DIRECTIONS FOR THIS TASK :: Search the records for the word "repeat". Copy every line where it appears.

(Dataset entries)
use crate::calendar::{CalendarSnapshot, WeekLayout};
use crate::config::Config;
use crate::core::models::EventOccurrence;
use crate::core::types::ViewMode;
use crate::ui::ansi::{FG_LIGHT_GRAY, STYLE_RESET, STYLE_REVERSE};
use crate::ui::width_util::WidthUtil;
use chrono::{Datelike, NaiveDate, Timelike};

/// Columns each grid cell is drawn with, separator excluded.
pub const CELL_WIDTH: usize = 14;
const WEEKDAYS: [&str; 7] = ["Sun", "Mon", "Tue", "Wed", "Thu", "Fri", "Sat"];

/// Turns a calendar snapshot into printable lines and table rows.
#[derive(Debug, Default, Clone)]
pub struct DisplayDataBuilder {
    util: WidthUtil,
}

impl DisplayDataBuilder {
    pub fn new() -> Self {
        Self::default()
    }

    /// One row per occurrence, by start: id, title, category, start, end, rule.
    pub fn occurrence_rows(&self, snapshot: &CalendarSnapshot) -> Vec<Vec<String>> {
        let mut occs: Vec<&EventOccurrence> = snapshot.occurrences.iter().collect();
        occs.sort_by_key(|o| o.start);
        occs.into_iter()
            .map(|o| {
                let rule = o
                    .recurrence
                    .as_ref()
                    .map(|r| r.rule_body().to_string())
                    .unwrap_or_else(|| "-".into());
                vec![
                    o.category.paint(&o.id),
                    o.title.clone(),
                    o.category.to_string(),
                    o.start.format("%Y-%m-%d %H:%M").to_string(),
                    o.end.format("%Y-%m-%d %H:%M").to_string(),
                    rule,
                ]
            })
            .collect()
    }

    /// Week-grid geometry of each timed block: id, day, top, height.
    pub fn timed_rows(&self, snapshot: &CalendarSnapshot) -> Vec<Vec<String>> {
        snapshot
            .timed
            .iter()
            .map(|b| {
                vec![
                    b.occurrence.id.clone(),
                    WEEKDAYS[b.column as usize % 7].to_string(),
                    format!("{:.1}px", b.top_px),
                    format!("{:.1}px", b.height_px),
                ]
            })
            .collect()
    }

    pub fn config_rows(&self, config: &Config) -> Vec<Vec<String>> {
        config
            .rows()
            .iter()
            .map(|(k, d, v)| vec![k.clone(), d.clone(), v.clone()])
            .collect()
    }

    pub fn header_line(&self) -> String {
        WEEKDAYS
            .iter()
            .map(|d| self.util.fit(d, CELL_WIDTH))
            .collect::<Vec<_>>()
            .join("|")
    }

    /// Title above the grid, e.g. "January 2025" or "Week of 2025-01-05".
    pub fn title(&self, snapshot: &CalendarSnapshot) -> String {
        match snapshot.mode {
            ViewMode::Month => {
                // The anchor month is the one holding the window's middle day.
                let middle = snapshot.window.first_day() + chrono::Duration::days(14);
                middle.format("%B %Y").to_string()
            }
            ViewMode::Week => format!("Week of {}", snapshot.window.first_day()),
        }
    }

    /// Six week rows: day numbers, multi-day lanes, then capped single-day entries.
    pub fn month_lines(&self, snapshot: &CalendarSnapshot, today: NaiveDate) -> Vec<String> {
        let mut lines = vec![self.header_line()];
        for week in snapshot.days.chunks(7) {
            lines.push(self.day_number_line(snapshot, week, today));
            if let Some(layout) = week.first().and_then(|d| snapshot.week_of(*d)) {
                lines.extend(self.lane_lines(layout));
            }
            let cells: Vec<_> = week.iter().map(|d| snapshot.month_cell(*d)).collect();
            let depth = cells
                .iter()
                .map(|c| c.visible.len() + usize::from(c.overflow > 0))
                .max()
                .unwrap_or(0);
            for row in 0..depth {
                let line = cells
                    .iter()
                    .map(|cell| {
                        if let Some(occ) = cell.visible.get(row) {
                            self.entry_cell(occ)
                        } else if row == cell.visible.len() {
                            let label = cell.more_label().unwrap_or_default();
                            self.util.fit(&label, CELL_WIDTH)
                        } else {
                            " ".repeat(CELL_WIDTH)
                        }
                    })
                    .collect::<Vec<_>>()
                    .join("|");
                lines.push(line);
            }
            lines.push("-".repeat(CELL_WIDTH * 7 + 6));
        }
        lines
    }

    /// Day numbers, lane bars, then the timed entries grouped by starting hour.
    pub fn week_lines(&self, snapshot: &CalendarSnapshot, today: NaiveDate) -> Vec<String> {
        let mut lines = vec![self.header_line()];
        lines.push(self.day_number_line(snapshot, &snapshot.days, today));
        if let Some(layout) = snapshot.weeks.first() {
            lines.extend(self.lane_lines(layout));
        }
        lines.push("-".repeat(CELL_WIDTH * 7 + 6));

        let mut blocks: Vec<_> = snapshot.timed.iter().collect();
        blocks.sort_by(|a, b| a.top_px.total_cmp(&b.top_px));
        let mut hours: Vec<u32> = blocks.iter().map(|b| b.occurrence.start.hour()).collect();
        hours.dedup();

        for hour in hours {
            let line = (0..7)
                .map(|col| {
                    let here: Vec<_> = blocks
                        .iter()
                        .filter(|b| b.column == col && b.occurrence.start.hour() == hour)
                        .collect();
                    match here.first() {
                        Some(first) => {
                            let mut text = format!(
                                "{} {}",
                                first.occurrence.start.format("%H:%M"),
                                first.occurrence.title
                            );
                            if here.len() > 1 {
                                text = format!("{text} +{}", here.len() - 1);
                            }
                            first
                                .occurrence
                                .category
                                .paint(self.util.fit(&text, CELL_WIDTH))
                        }
                        None => " ".repeat(CELL_WIDTH),
                    }
                })
                .collect::<Vec<_>>()
                .join("|");
            lines.push(line);
        }
        if snapshot.timed.is_empty() {
            lines.push("No timed events this week.".to_string());
        }
        lines
    }

    fn day_number_line(
        &self,
        snapshot: &CalendarSnapshot,
        days: &[NaiveDate],
        today: NaiveDate,
    ) -> String {
        days.iter()
            .map(|d| {
                let text = self.util.fit(&d.day().to_string(), CELL_WIDTH);
                let in_window = snapshot
                    .window
                    .contains(d.and_time(chrono::NaiveTime::MIN));
                if *d == today || *d == snapshot.selected {
                    format!("{STYLE_REVERSE}{text}{STYLE_RESET}")
                } else if !in_window {
                    format!("{FG_LIGHT_GRAY}{text}{STYLE_RESET}")
                } else {
                    text
                }
            })
            .collect::<Vec<_>>()
            .join("|")
    }

    /// One line per lane; a span fills its columns with `=title`. Two spans of a
    /// lane can touch the same day column; the later one starts after the earlier bar.
    fn lane_lines(&self, layout: &WeekLayout) -> Vec<String> {
        (0..layout.lane_count)
            .map(|lane| {
                let mut spans: Vec<_> = layout.spans.iter().filter(|s| s.lane == lane).collect();
                spans.sort_by_key(|s| (s.start_col, s.end_col));

                let mut cells = vec![" ".repeat(CELL_WIDTH); 7];
                let mut next_free = 0usize;
                for span in spans {
                    let start = (span.start_col as usize).max(next_free);
                    let end = span.end_col as usize;
                    if start > end {
                        continue;
                    }
                    let width = (end - start + 1) * (CELL_WIDTH + 1) - 1;
                    let bar = self
                        .util
                        .fit(&format!("={}", span.occurrence.title), width);
                    cells[start] = span.occurrence.category.paint(bar);
                    for cell in cells.iter_mut().take(end + 1).skip(start + 1) {
                        cell.clear();
                    }
                    next_free = end + 1;
                }
                join_lane_cells(&cells)
            })
            .collect()
    }

    fn entry_cell(&self, occ: &EventOccurrence) -> String {
        let text = format!("{} {}", occ.start.format("%H:%M"), occ.title);
        occ.category.paint(self.util.fit(&text, CELL_WIDTH))
    }
}

/// Cells emptied by a wider bar take no separator.
fn join_lane_cells(cells: &[String]) -> String {
    let mut line = String::new();
    for (i, cell) in cells.iter().enumerate() {
        if cell.is_empty() {
            continue;
        }
        if i > 0 {
            line.push('|');
        }
        line.push_str(cell);
    }
    line
}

ANSWER SPACE ::
                            " ".repeat(CELL_WIDTH)
            lines.push("-".repeat(CELL_WIDTH * 7 + 6));
        lines.push("-".repeat(CELL_WIDTH * 7 + 6));
                        None => " ".repeat(CELL_WIDTH),
                let mut cells = vec![" ".repeat(CELL_WIDTH); 7];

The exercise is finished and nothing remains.